Exports stabilized at ~13% for FY26 as massive domestic orders took priority. By partnering strategically with infrastructure giants, Effwa is selectively executing projects in Africa and East Asia. Crucially, these international projects are 100% LC-backed, effectively eliminating receivables risk while yielding higher margin profiles.
The transition from basic compliance to mandatory resource recovery is here. CPCB and NGT mandates now legally restrict fresh water usage for 17 highly polluting industrial sectors to a maximum of just 10%. This regulatory hammer forces plants to adopt full Zero Liquid Discharge (ZLD) systems. For these industries, an operational Effwa ZLD plant is no longer a discretionary capex item; it is an existential requirement to prevent factory closure.
The Core Difference: Many listed peers focus on municipal Sewage Treatment Plants (STPs) — highly competitive, lower-margin work. Effwa commands the industrial Effluent Treatment Plant (ETP) and ZLD space. Treating toxic chemical runoff from a steel blast furnace is exponentially more complex than treating municipal water. This technical barrier to entry protects Effwa's premium margins.
Effwa is pioneering Zero Material Discharge (ZMD). While ZLD recovers water, it leaves behind toxic solid sludge requiring expensive secure landfills. Effwa's ZMD physically converts this toxic residue into commercially reusable by-products. With global patents advancing and the first commercial launch targeted for July 2027, ZMD gives Effwa an IP moat no listed SME peer possesses.

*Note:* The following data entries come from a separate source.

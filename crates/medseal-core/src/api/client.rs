//! HTTP client for the prescription service gateway.
//!
//! The gateway mirrors the service's call results: a prescription lookup
//! answers `{"Ok": {...}}` or `{"Err": "message"}`, a medicine lookup
//! answers the record, `null`, or 404.

use std::time::Duration;

use async_trait::async_trait;
use chrono::{DateTime, Utc};
use reqwest::{Client, Response, StatusCode, Url};
use serde::{de::DeserializeOwned, Deserialize};
use tracing::{debug, warn};

use super::{ApiError, RemoteStore};
use crate::config::Config;
use crate::models::{Medicine, PrescribedMedicine, Prescription};

// ============================================================================
// Constants
// ============================================================================

/// HTTP request timeout in seconds.
pub const DEFAULT_REQUEST_TIMEOUT_SECS: u64 = 30;

/// Maximum number of retries for rate-limited (429) requests.
const MAX_RATE_LIMIT_RETRIES: u32 = 3;

/// Initial backoff delay in milliseconds for rate limiting.
const INITIAL_BACKOFF_MS: u64 = 1000;

// ============================================================================
// Wire types
// ============================================================================

#[derive(Debug, Deserialize)]
enum CallResult<T> {
    Ok(T),
    Err(String),
}

#[derive(Debug, Deserialize)]
struct PrescriptionResponse {
    id: String,
    prescription_code: String,
    patient_name: String,
    #[serde(default)]
    patient_contact: String,
    #[serde(default)]
    medicines: Vec<PrescriptionMedicineResponse>,
    #[serde(default)]
    additional_notes: String,
    /// Nanoseconds since the Unix epoch
    created_at: i64,
    accessed_at: Option<i64>,
}

#[derive(Debug, Deserialize)]
struct PrescriptionMedicineResponse {
    medicine_id: String,
    custom_dosage: Option<String>,
    #[serde(default)]
    custom_instructions: Option<String>,
}

#[derive(Debug, Deserialize)]
struct MedicineResponse {
    name: Option<String>,
    #[serde(default)]
    dosage: String,
    #[serde(default)]
    frequency: String,
    #[serde(default)]
    duration: String,
    #[serde(default)]
    side_effects: String,
    guide_text: Option<String>,
}

fn non_empty(value: Option<String>) -> Option<String> {
    value.filter(|v| !v.trim().is_empty())
}

impl PrescriptionResponse {
    fn into_prescription(self) -> Prescription {
        Prescription {
            id: self.id,
            code: self.prescription_code,
            patient_name: self.patient_name,
            patient_contact: self.patient_contact,
            created_at: DateTime::<Utc>::from_timestamp_nanos(self.created_at),
            accessed_at: self.accessed_at.map(DateTime::<Utc>::from_timestamp_nanos),
            notes: self.additional_notes,
            medicines: self
                .medicines
                .into_iter()
                .map(|m| PrescribedMedicine {
                    medicine_id: m.medicine_id,
                    custom_dosage: non_empty(m.custom_dosage),
                    custom_instructions: non_empty(m.custom_instructions),
                })
                .collect(),
        }
    }
}

impl MedicineResponse {
    /// A record without a name is unusable and reported as malformed.
    fn into_medicine(self, id: &str) -> Result<Medicine, ApiError> {
        let name = non_empty(self.name)
            .ok_or_else(|| ApiError::InvalidResponse(format!("medicine {} has no name", id)))?;

        Ok(Medicine {
            name,
            dosage: self.dosage,
            frequency: self.frequency,
            duration: self.duration,
            side_effects: self.side_effects,
            guide_text: non_empty(self.guide_text),
        })
    }
}

// ============================================================================
// Client
// ============================================================================

/// HTTP implementation of [`RemoteStore`].
/// Clone is cheap - reqwest::Client uses Arc internally for connection pooling.
#[derive(Clone)]
pub struct ApiClient {
    client: Client,
    base_url: Url,
    initial_backoff: Duration,
}

impl ApiClient {
    pub fn new(base_url: impl Into<String>) -> Result<Self, ApiError> {
        Self::with_timeout(base_url, Duration::from_secs(DEFAULT_REQUEST_TIMEOUT_SECS))
    }

    pub fn with_timeout(base_url: impl Into<String>, timeout: Duration) -> Result<Self, ApiError> {
        let raw = base_url.into();
        let base_url = Url::parse(raw.trim_end_matches('/'))
            .map_err(|e| ApiError::InvalidRequest(format!("invalid base URL {}: {}", raw, e)))?;
        if base_url.cannot_be_a_base() {
            return Err(ApiError::InvalidRequest(format!("invalid base URL {}", raw)));
        }

        let client = Client::builder().timeout(timeout).build()?;

        Ok(Self {
            client,
            base_url,
            initial_backoff: Duration::from_millis(INITIAL_BACKOFF_MS),
        })
    }

    /// Build a client from configuration. Fails when no base URL is configured.
    pub fn from_config(config: &Config) -> anyhow::Result<Self> {
        let base_url = config
            .api_base_url
            .as_deref()
            .ok_or_else(|| anyhow::anyhow!("No API base URL configured"))?;

        Ok(Self::with_timeout(base_url, config.request_timeout())?)
    }

    /// Override the first rate-limit back-off delay (doubles on each retry).
    pub fn with_initial_backoff(mut self, backoff: Duration) -> Self {
        self.initial_backoff = backoff;
        self
    }

    pub fn base_url(&self) -> &str {
        self.base_url.as_str()
    }

    /// Append path segments to the base URL, percent-encoding each one so
    /// an id can never address a different resource.
    fn endpoint(&self, segments: &[&str]) -> Result<Url, ApiError> {
        if let Some(bad) = segments.iter().find(|s| matches!(s.trim(), "" | "." | "..")) {
            return Err(ApiError::InvalidRequest(format!("invalid path segment {:?}", bad)));
        }

        let mut url = self.base_url.clone();
        url.path_segments_mut()
            .map_err(|_| ApiError::InvalidRequest(format!("invalid base URL {}", self.base_url)))?
            .pop_if_empty()
            .extend(segments);
        Ok(url)
    }

    /// Check if response is successful, returning an error with body if not.
    /// Returns Ok(Some(response)) for success, Ok(None) for rate limit (should retry),
    /// or Err for other errors.
    async fn check_response_for_retry(response: Response) -> Result<Option<Response>, ApiError> {
        if response.status().is_success() {
            Ok(Some(response))
        } else if response.status() == StatusCode::TOO_MANY_REQUESTS {
            Ok(None)
        } else {
            let status = response.status();
            let body = response.text().await.unwrap_or_default();
            Err(ApiError::from_status(status, &body))
        }
    }

    async fn get<T: DeserializeOwned>(&self, url: Url, query: &[(&str, &str)]) -> Result<T, ApiError> {
        let mut retries = 0;
        let mut backoff = self.initial_backoff;

        loop {
            let response = self.client.get(url.clone()).query(query).send().await?;

            match Self::check_response_for_retry(response).await? {
                Some(response) => {
                    let text = response.text().await?;
                    return serde_json::from_str(&text).map_err(|e| {
                        ApiError::InvalidResponse(format!("Failed to parse JSON from {}: {}", url, e))
                    });
                }
                None => {
                    retries += 1;
                    if retries > MAX_RATE_LIMIT_RETRIES {
                        return Err(ApiError::RateLimited);
                    }
                    warn!(url = %url, retry = retries, backoff_ms = backoff.as_millis() as u64, "Rate limited, backing off");
                    tokio::time::sleep(backoff).await;
                    backoff *= 2;
                }
            }
        }
    }
}

#[async_trait]
impl RemoteStore for ApiClient {
    async fn get_prescription(&self, id: &str, code: &str) -> Result<Prescription, ApiError> {
        let url = self.endpoint(&["prescriptions", id])?;
        let result: CallResult<PrescriptionResponse> = self.get(url, &[("code", code)]).await?;

        match result {
            CallResult::Ok(p) => {
                debug!(id = %p.id, lines = p.medicines.len(), "Prescription response received");
                Ok(p.into_prescription())
            }
            CallResult::Err(message) => Err(ApiError::Rejected(message)),
        }
    }

    async fn get_medicine(&self, id: &str) -> Result<Option<Medicine>, ApiError> {
        let url = self.endpoint(&["medicines", id])?;

        match self.get::<Option<MedicineResponse>>(url, &[]).await {
            Ok(Some(m)) => m.into_medicine(id).map(Some),
            Ok(None) | Err(ApiError::NotFound(_)) => Ok(None),
            Err(e) => Err(e),
        }
    }
}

| Particulars | FY25 | H1FY26 | FY26 (Act) | FY27E (Guide) |
|---|---|---|---|---|
| Revenue | 185 | 90.2 | 253.3 | ~350+ |
| EBITDA | 30 | 15.4 | 42.1 | ~58 |
| EBITDA % | 16% | 17.1% | 16.6% | ~16.5% |
| PAT | 20 | 10.1 | 28.6 | ~40 |
| EPS (₹) | 9.28 | 4.38 | 12.23 | ~17.0 |
Note: Effwa successfully delivered ₹28.62 Cr PAT in FY26, landing squarely in the middle of our earlier ₹27-30 Cr target. A 10% dividend was also declared.
In the infrastructure and PSU-heavy water treatment sector, negative cash flow is the norm. Yet, Effwa reported a remarkable Cash Flow from Operations of ₹29.4 Cr against a net profit of ₹28.6 Cr. This 1.03x conversion ratio proves their earnings are backed by hard cash, supported by disciplined collection mechanisms. Trade receivables were held tightly at ₹128.7 Cr, representing controlled growth despite a massive 36.8% surge in topline revenue.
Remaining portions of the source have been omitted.